Solubility-governed architectural design of polyhydroxyurethane-graft-poly(ε-caprolactone) copolymers†
Abstract
Polyhydroxyurethanes (PHUs) are strong candidates for replacing conventional isocyanate-based polyurethanes (PUs), yet analogous structural diversity and subsequent properties have so far not been reached for PHUs. Here, we demonstrate that by rational design of the PHU microstructure and utilization of solubility as an enabling tool, complex architectures can be realized with benign reagents and atom-economical reactions, without harsh reaction conditions and solvents. Polyhydroxyurethane-graft-poly(ε-caprolactone), PHU-graft-PCL, copolymers were synthesized through graft ring-opening polymerization of ε-caprolactone (CL) from the pendent –OH groups of a PHU. The structure of the PHU was carefully designed to allow its dissolution in CL and enable bulk polymerization conditions. Solubility tests of different PHUs in various lactones corroborated that the PHU-lactone structure pair was critical to achieve dissolution.
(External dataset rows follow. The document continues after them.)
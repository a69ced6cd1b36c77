//! The ten life factors and a typed per-factor value record.

use serde::{Deserialize, Serialize};
use std::fmt;
use std::str::FromStr;

/// One of the ten fixed life dimensions a player allocates points to.
#[derive(Debug, Clone, Copy, PartialEq, Eq, Hash, PartialOrd, Ord, Serialize, Deserialize)]
#[serde(rename_all = "snake_case")]
pub enum Factor {
    Health,
    Spiritual,
    Intelligence,
    Ai,
    Emotion,
    Career,
    Finance,
    Culture,
    Community,
    Environment,
}

impl Factor {
    /// Every factor, in display order.
    pub const ALL: [Factor; 10] = [
        Factor::Health,
        Factor::Spiritual,
        Factor::Intelligence,
        Factor::Ai,
        Factor::Emotion,
        Factor::Career,
        Factor::Finance,
        Factor::Culture,
        Factor::Community,
        Factor::Environment,
    ];

    /// Key used for this factor in stored records.
    pub fn as_str(&self) -> &'static str {
        match self {
            Factor::Health => "health",
            Factor::Spiritual => "spiritual",
            Factor::Intelligence => "intelligence",
            Factor::Ai => "ai",
            Factor::Emotion => "emotion",
            Factor::Career => "career",
            Factor::Finance => "finance",
            Factor::Culture => "culture",
            Factor::Community => "community",
            Factor::Environment => "environment",
        }
    }

    /// Human readable label.
    pub fn label(&self) -> &'static str {
        match self {
            Factor::Health => "Health",
            Factor::Spiritual => "Spiritual",
            Factor::Intelligence => "Intelligence",
            Factor::Ai => "AI",
            Factor::Emotion => "Emotion",
            Factor::Career => "Career",
            Factor::Finance => "Finance",
            Factor::Culture => "Culture",
            Factor::Community => "Community",
            Factor::Environment => "Environment",
        }
    }
}

impl fmt::Display for Factor {
    fn fmt(&self, f: &mut fmt::Formatter<'_>) -> fmt::Result {
        write!(f, "{}", self.as_str())
    }
}

impl FromStr for Factor {
    type Err = String;

    fn from_str(s: &str) -> Result<Self, Self::Err> {
        Factor::ALL
            .iter()
            .copied()
            .find(|factor| factor.as_str() == s)
            .ok_or_else(|| format!("unknown factor: {}", s))
    }
}

/// Largest magnitude a single stored factor value or event modifier may have.
///
/// Keeps lifetime sums far away from `i64` overflow.
pub const VALUE_LIMIT: i64 = i32::MAX as i64;

/// A signed integer for each factor.
///
/// Used both for the points of a single allocation and for lifetime totals,
/// which can go negative once event penalties are applied.
#[derive(Debug, Clone, Copy, Default, PartialEq, Eq, Serialize, Deserialize)]
#[serde(default)]
pub struct FactorValues {
    pub health: i64,
    pub spiritual: i64,
    pub intelligence: i64,
    pub ai: i64,
    pub emotion: i64,
    pub career: i64,
    pub finance: i64,
    pub culture: i64,
    pub community: i64,
    pub environment: i64,
}

impl FactorValues {
    /// All factors at zero.
    pub fn new() -> Self {
        Self::default()
    }

    /// Every factor set to the same value.
    pub fn uniform(value: i64) -> Self {
        let mut values = Self::default();
        for factor in Factor::ALL {
            *values.get_mut(factor) = value;
        }
        values
    }

    pub fn get(&self, factor: Factor) -> i64 {
        match factor {
            Factor::Health => self.health,
            Factor::Spiritual => self.spiritual,
            Factor::Intelligence => self.intelligence,
            Factor::Ai => self.ai,
            Factor::Emotion => self.emotion,
            Factor::Career => self.career,
            Factor::Finance => self.finance,
            Factor::Culture => self.culture,
            Factor::Community => self.community,
            Factor::Environment => self.environment,
        }
    }

    pub fn get_mut(&mut self, factor: Factor) -> &mut i64 {
        match factor {
            Factor::Health => &mut self.health,
            Factor::Spiritual => &mut self.spiritual,
            Factor::Intelligence => &mut self.intelligence,
            Factor::Ai => &mut self.ai,
            Factor::Emotion => &mut self.emotion,
            Factor::Career => &mut self.career,
            Factor::Finance => &mut self.finance,
            Factor::Culture => &mut self.culture,
            Factor::Community => &mut self.community,
            Factor::Environment => &mut self.environment,
        }
    }

    /// Add a (possibly negative) delta to one factor.
    pub fn add(&mut self, factor: Factor, delta: i64) {
        *self.get_mut(factor) += delta;
    }

    /// Add every factor of `other` into `self`.
    pub fn merge(&mut self, other: &FactorValues) {
        for factor in Factor::ALL {
            self.add(factor, other.get(factor));
        }
    }

    /// Sum across all ten factors.
    pub fn sum(&self) -> i64 {
        self.iter().map(|(_, value)| value).sum()
    }

    /// `(factor, value)` pairs in display order.
    pub fn iter(&self) -> impl Iterator<Item = (Factor, i64)> + '_ {
        Factor::ALL
            .into_iter()
            .map(move |factor| (factor, self.get(factor)))
    }
}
The optimum reaction conditions were kinetically determined, the copolymers’ structure was confirmed by 1H, DOSY and 31P NMR spectroscopy and their thermal properties were evaluated by DSC and TGA analysis. Our work demonstrated the effectiveness of utilizing solubility to achieve complex architectures, expanding the synthetic intricacy for PHUs and could expand their future applications and opportunities.